──────── DATA TO EXAMINE
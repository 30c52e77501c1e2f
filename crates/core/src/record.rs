//! Typed records and their tree payload form
//!
//! Brokers store [`Payload`] trees; callers deal in their own types. Any
//! serde type is a [`Record`].

use serde::de::DeserializeOwned;
use serde::Serialize;

use crate::error::RecordError;

/// Untyped tree stored at a path
pub type Payload = serde_json::Value;

/// A value that can be stored at a path
///
/// Implemented for every `Serialize + DeserializeOwned` type that can cross
/// threads.
pub trait Record: Serialize + DeserializeOwned + Send + Sync + 'static {}

impl<T> Record for T where T: Serialize + DeserializeOwned + Send + Sync + 'static {}

/// Encode a record into its payload tree
pub fn encode_record<R: Record>(record: &R) -> Result<Payload, RecordError> {
    serde_json::to_value(record).map_err(|e| RecordError::Encode(e.to_string()))
}

/// Decode a payload tree into a record
pub fn decode_record<R: Record>(payload: Payload) -> Result<R, RecordError> {
    serde_json::from_value(payload).map_err(|e| RecordError::Decode(e.to_string()))
}
//! Concurrency Tests
//!
//! The façade holds no per-call state; callers bring their own threads.

use crate::*;
use canopy::Scope;
use serde_json::{json, Value};
use std::thread;

#[test]
fn test_threads_writing_distinct_paths() {
    let (broker, facade) = create_facade();
    let facade = Arc::new(facade);

    let handles: Vec<_> = (0..8)
        .map(|t| {
            let facade = Arc::clone(&facade);
            thread::spawn(move || {
                for i in 0..25 {
                    let p: Path<Value> = path(&format!("/workers/w{}/item{}", t, i));
                    assert!(facade.put(Scope::Operational, &p, &json!(i)));
                }
            })
        })
        .collect();
    for handle in handles {
        handle.join().unwrap();
    }

    assert_eq!(broker.current_version(), 200);
    let workers = facade
        .read(Scope::Operational, &path::<Value>("/workers"))
        .unwrap();
    for t in 0..8 {
        assert_eq!(
            workers[format!("w{}", t)].as_object().unwrap().len(),
            25
        );
    }
    assert_eq!(broker.metrics().transactions_outstanding(), 0);
}

#[test]
fn test_concurrent_merges_to_one_node_union() {
    let (_, facade) = create_facade();
    let p: Path<Value> = path("/counters");

    thread::scope(|s| {
        for t in 0..8 {
            let facade = &facade;
            let p = &p;
            s.spawn(move || {
                let mut field = serde_json::Map::new();
                field.insert(format!("c{}", t), json!(t));
                assert!(facade.merge(Scope::Configuration, p, &Value::Object(field)));
            });
        }
    });

    let merged = facade.read(Scope::Configuration, &p).unwrap();
    assert_eq!(merged.as_object().unwrap().len(), 8);
}

#[test]
fn test_readers_see_whole_values() {
    let (_, facade) = create_facade();
    let p: Path<Interface> = path("/interfaces/eth0");
    assert!(facade.put(Scope::Configuration, &p, &Interface::new("eth0", 1000)));

    thread::scope(|s| {
        s.spawn(|| {
            for mtu in 1001..1100 {
                assert!(facade.put(Scope::Configuration, &p, &Interface::new("eth0", mtu)));
            }
        });
        for _ in 0..4 {
            s.spawn(|| {
                for _ in 0..100 {
                    let current = facade.read(Scope::Configuration, &p).unwrap();
                    assert_eq!(current.name, "eth0");
                    assert!((1000..1100).contains(&current.mtu));
                }
            });
        }
    });
}
//! The data broker contract
//!
//! A broker hands out short-lived transactions against a scope-partitioned
//! tree store. Staging is synchronous; committing and reading return
//! futures that resolve once the store has answered.
//!
//! ```text
//! new_write_only_transaction()
//!     put / merge / delete   (stage, synchronous)
//!     submit()  ──> CommitFuture ──> Ok(CommitInfo) | Err(CommitError)
//!     cancel()               (release without submitting)
//!
//! new_read_only_transaction()
//!     read()    ──> ReadFuture   ──> Ok(Some(payload)) | Ok(None) | Err(ReadError)
//!     close()                (also on drop)
//! ```
//!
//! All trait objects are `Send` so a transaction can be driven from any
//! thread, and futures are `'static` so they never borrow the transaction.

use canopy_core::{CommitError, DataPath, Payload, ReadError, Scope, TransactionStatus, TxnId};
use futures::future::BoxFuture;
use serde::{Deserialize, Serialize};

/// Future resolved when a write transaction commits or fails
pub type CommitFuture = BoxFuture<'static, Result<CommitInfo, CommitError>>;

/// Future resolved with the payload at a path, if any
pub type ReadFuture = BoxFuture<'static, Result<Option<Payload>, ReadError>>;

/// Outcome of a successful commit
#[derive(Debug, Clone, Copy, PartialEq, Eq, Serialize, Deserialize)]
pub struct CommitInfo {
    /// Transaction that committed
    pub txn_id: TxnId,
    /// Store version after applying the transaction
    pub version: u64,
}

/// Handle to a transactional tree store
///
/// Implementations are shared (`Arc<dyn DataBroker>`) between the host
/// system and any number of façades, and must tolerate concurrent use.
pub trait DataBroker: Send + Sync {
    /// Open a transaction that may only read
    fn new_read_only_transaction(&self) -> Box<dyn ReadTransaction>;

    /// Open a transaction that may only stage writes
    fn new_write_only_transaction(&self) -> Box<dyn WriteTransaction>;
}

/// Read side of a transaction
pub trait ReadTransaction: Send {
    /// Broker-assigned identifier
    fn id(&self) -> TxnId;

    /// Current lifecycle state
    fn status(&self) -> TransactionStatus;

    /// Request the payload at `path` in `scope`
    ///
    /// Resolves to `Ok(None)` when nothing is stored there.
    fn read(&self, scope: Scope, path: &DataPath) -> ReadFuture;

    /// Release the transaction. Idempotent.
    fn close(&mut self);
}

/// Write side of a transaction
///
/// Staging calls only record intent; nothing is visible to readers until
/// [`WriteTransaction::submit`] resolves successfully. Staging after submit
/// or cancel returns [`CommitError::NotActive`].
pub trait WriteTransaction: Send {
    /// Broker-assigned identifier
    fn id(&self) -> TxnId;

    /// Current lifecycle state
    fn status(&self) -> TransactionStatus;

    /// Stage a replace of the subtree at `path`
    ///
    /// With `create_parents`, missing intermediate nodes are created as
    /// empty containers at commit time.
    fn put(
        &mut self,
        scope: Scope,
        path: &DataPath,
        data: Payload,
        create_parents: bool,
    ) -> Result<(), CommitError>;

    /// Stage a non-destructive combine into the subtree at `path`
    fn merge(
        &mut self,
        scope: Scope,
        path: &DataPath,
        data: Payload,
        create_parents: bool,
    ) -> Result<(), CommitError>;

    /// Stage removal of the subtree at `path`
    fn delete(&mut self, scope: Scope, path: &DataPath) -> Result<(), CommitError>;

    /// Hand staged modifications to the store
    ///
    /// A second submit resolves to [`CommitError::NotActive`].
    fn submit(&mut self) -> CommitFuture;

    /// Discard staged modifications
    ///
    /// Returns `true` if the transaction was still open. Cancelling after
    /// submit has no effect on the commit.
    fn cancel(&mut self) -> bool;
}
//! # Canopy
//!
//! Blocking, fail-soft access to transactional, scope-partitioned tree
//! stores.
//!
//! Each façade call opens one short-lived transaction against a
//! [`DataBroker`], stages one read or write, drives it to completion and
//! returns a plain outcome: `Option<R>` for reads, `bool` for writes.
//! Failures are logged with `tracing` and never propagate.
//!
//! ## Quick Start
//!
//! ```
//! use canopy::prelude::*;
//!
//! let facade = CanopyBuilder::new().in_memory().build().unwrap();
//! let path: Path<serde_json::Value> = Path::parse("/interfaces/eth0").unwrap();
//!
//! assert!(facade.put(Scope::Configuration, &path, &json!({"mtu": 1500})));
//! assert!(facade.merge(Scope::Configuration, &path, &json!({"up": true})));
//! assert_eq!(
//!     facade.read(Scope::Configuration, &path),
//!     Some(json!({"mtu": 1500, "up": true}))
//! );
//! assert!(facade.put_or_delete(Scope::Configuration, &path, None, false));
//! assert_eq!(facade.read(Scope::Configuration, &path), None);
//! ```
//!
//! ## Crates
//!
//! - `canopy-core`: scopes, paths, records, errors
//! - `canopy-broker`: the broker contract and [`InMemoryBroker`]
//! - `canopy-api`: [`StoreFacade`] and its options

#![warn(missing_docs)]

mod builder;
mod error;

pub mod prelude;

pub use builder::{in_memory, CanopyBuilder};
pub use error::{Error, Result};

pub use canopy_api::{ConditionalDeleteScope, FacadeOptions, OptionsError, StoreFacade};
pub use canopy_broker::{
    CommitInfo, DataBroker, FaultInjector, InMemoryBroker, InMemoryBrokerBuilder, JournalEntry,
    MetricsSnapshot, ModificationKind, ReadTransaction, WriteTransaction,
};
pub use canopy_core::{
    CommitError, DataPath, Path, PathError, Payload, ReadError, Record, RecordError, Scope,
    TransactionStatus, TxnId,
};
//! Store façade - one-call transactional access
//!
//! [`StoreFacade`] turns each call into exactly one short-lived broker
//! transaction, drives it to completion and reports the outcome as a plain
//! value. Expected failures are logged and folded into the return value;
//! nothing panics and nothing is returned as an error.
//!
//! ## Desugaring
//!
//! | Façade | Broker |
//! |--------|--------|
//! | `read(scope, path)` | `read_only(); read(scope, path); close()` |
//! | `put(scope, path, r)` | `write_only(); put(scope, path, r, create_parents); submit()` |
//! | `merge(scope, path, r)` | `write_only(); merge(scope, path, r, create_parents); submit()` |
//! | `delete(scope, path)` | `write_only(); delete(scope, path); submit()` |
//! | `put_or_delete(scope, path, Some(r), true)` | `write_only(); put(scope, ..); submit()`, `cancel()` on error |
//! | `put_or_delete(scope, path, _, false)` | `write_only(); delete(CONFIGURATION, ..); submit()`, `cancel()` on error |
//!
//! ## Outcomes
//!
//! | Operation | Success | Absent | Failure |
//! |-----------|---------|--------|---------|
//! | `read` | `Some(r)` | `None`, debug log | `None`, warn log |
//! | `try_read` | `Ok(Some(r))` | `Ok(None)` | `Err(ReadError)` |
//! | `put` / `merge` / `delete` | `true` | - | `false`, warn log |
//! | `put_or_delete` | `true`, debug log | - | `false`, error log (warn for a missing record) |
//!
//! ## Blocking and async
//!
//! Every operation has an `*_async` form returning the same type. The
//! blocking form runs it to completion on the calling thread with
//! `futures::executor::block_on`, so it must not be called from inside an
//! async executor's worker thread.
//!
//! ## Logging
//!
//! Events are emitted with `tracing` inside the façade's span. Pass a span
//! with [`StoreFacade::with_span`] to attach caller context (component,
//! tenant, ...) to every event.

mod ops;

use std::fmt;
use std::sync::Arc;

use canopy_broker::DataBroker;
use canopy_core::{Path, ReadError, Record, Scope};
use futures::executor::block_on;
use tracing::Span;

use crate::options::FacadeOptions;

/// Blocking, fail-soft access to a transactional store
///
/// Holds a shared broker handle, its options and a tracing span; no state
/// is kept between calls, so a façade can be shared freely across threads.
///
/// # Example
///
/// ```
/// use std::sync::Arc;
/// use canopy_api::StoreFacade;
/// use canopy_broker::InMemoryBroker;
/// use canopy_core::{Path, Scope};
///
/// let facade = StoreFacade::new(Arc::new(InMemoryBroker::new()));
/// let path: Path<serde_json::Value> = Path::parse("/a/b").unwrap();
///
/// assert!(facade.put(Scope::Configuration, &path, &serde_json::json!({"x": 1})));
/// assert_eq!(
///     facade.read(Scope::Configuration, &path),
///     Some(serde_json::json!({"x": 1}))
/// );
/// assert!(facade.delete(Scope::Configuration, &path));
/// assert_eq!(facade.read(Scope::Configuration, &path), None);
/// ```
#[derive(Clone)]
pub struct StoreFacade {
    broker: Arc<dyn DataBroker>,
    options: FacadeOptions,
    span: Span,
}

impl StoreFacade {
    /// Create a façade with default options
    pub fn new(broker: Arc<dyn DataBroker>) -> Self {
        Self::with_options(broker, FacadeOptions::default())
    }

    /// Create a façade with explicit options
    pub fn with_options(broker: Arc<dyn DataBroker>, options: FacadeOptions) -> Self {
        Self {
            broker,
            options,
            span: Span::none(),
        }
    }

    /// Emit every event of this façade inside `span`
    pub fn with_span(mut self, span: Span) -> Self {
        self.span = span;
        self
    }

    /// The shared broker handle
    pub fn broker(&self) -> &Arc<dyn DataBroker> {
        &self.broker
    }

    /// Active options
    pub fn options(&self) -> &FacadeOptions {
        &self.options
    }

    /// Span events are emitted in
    pub fn span(&self) -> &Span {
        &self.span
    }

    /// Read the record at `path`, blocking until the store answers
    ///
    /// Absence and read failure both yield `None`; use
    /// [`StoreFacade::try_read`] to tell them apart.
    pub fn read<R: Record>(&self, scope: Scope, path: &Path<R>) -> Option<R> {
        block_on(self.read_async(scope, path))
    }

    /// Read the record at `path`, reporting failures to the caller
    ///
    /// Does not log.
    pub fn try_read<R: Record>(&self, scope: Scope, path: &Path<R>) -> Result<Option<R>, ReadError> {
        block_on(self.try_read_async(scope, path))
    }

    /// Replace the subtree at `path` with `record`, creating parents
    pub fn put<R: Record>(&self, scope: Scope, path: &Path<R>, record: &R) -> bool {
        block_on(self.put_async(scope, path, record))
    }

    /// Combine `record` into the subtree at `path`, creating parents
    pub fn merge<R: Record>(&self, scope: Scope, path: &Path<R>, record: &R) -> bool {
        block_on(self.merge_async(scope, path, record))
    }

    /// Remove the subtree at `path`
    pub fn delete<R: Record>(&self, scope: Scope, path: &Path<R>) -> bool {
        block_on(self.delete_async(scope, path))
    }

    /// Put `record` when `should_add`, otherwise delete
    ///
    /// The delete branch targets the scope chosen by
    /// [`FacadeOptions::conditional_delete_scope`], which defaults to
    /// [`Scope::Configuration`] whatever `scope` says. Adding without a
    /// record fails before any transaction is opened.
    pub fn put_or_delete<R: Record>(
        &self,
        scope: Scope,
        path: &Path<R>,
        record: Option<&R>,
        should_add: bool,
    ) -> bool {
        block_on(self.put_or_delete_async(scope, path, record, should_add))
    }
}

impl fmt::Debug for StoreFacade {
    fn fmt(&self, f: &mut fmt::Formatter<'_>) -> fmt::Result {
        f.debug_struct("StoreFacade")
            .field("options", &self.options)
            .field("span", &self.span)
            .finish_non_exhaustive()
    }
}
────────────────
DESCRIPTION OF THE TASK:
Scan the listing for the word "emitted". Copy every line in which it appears.

ANSWER TO THE EXERCISE:
//! Events are emitted with `tracing` inside the façade's span. Pass a span
    /// Span events are emitted in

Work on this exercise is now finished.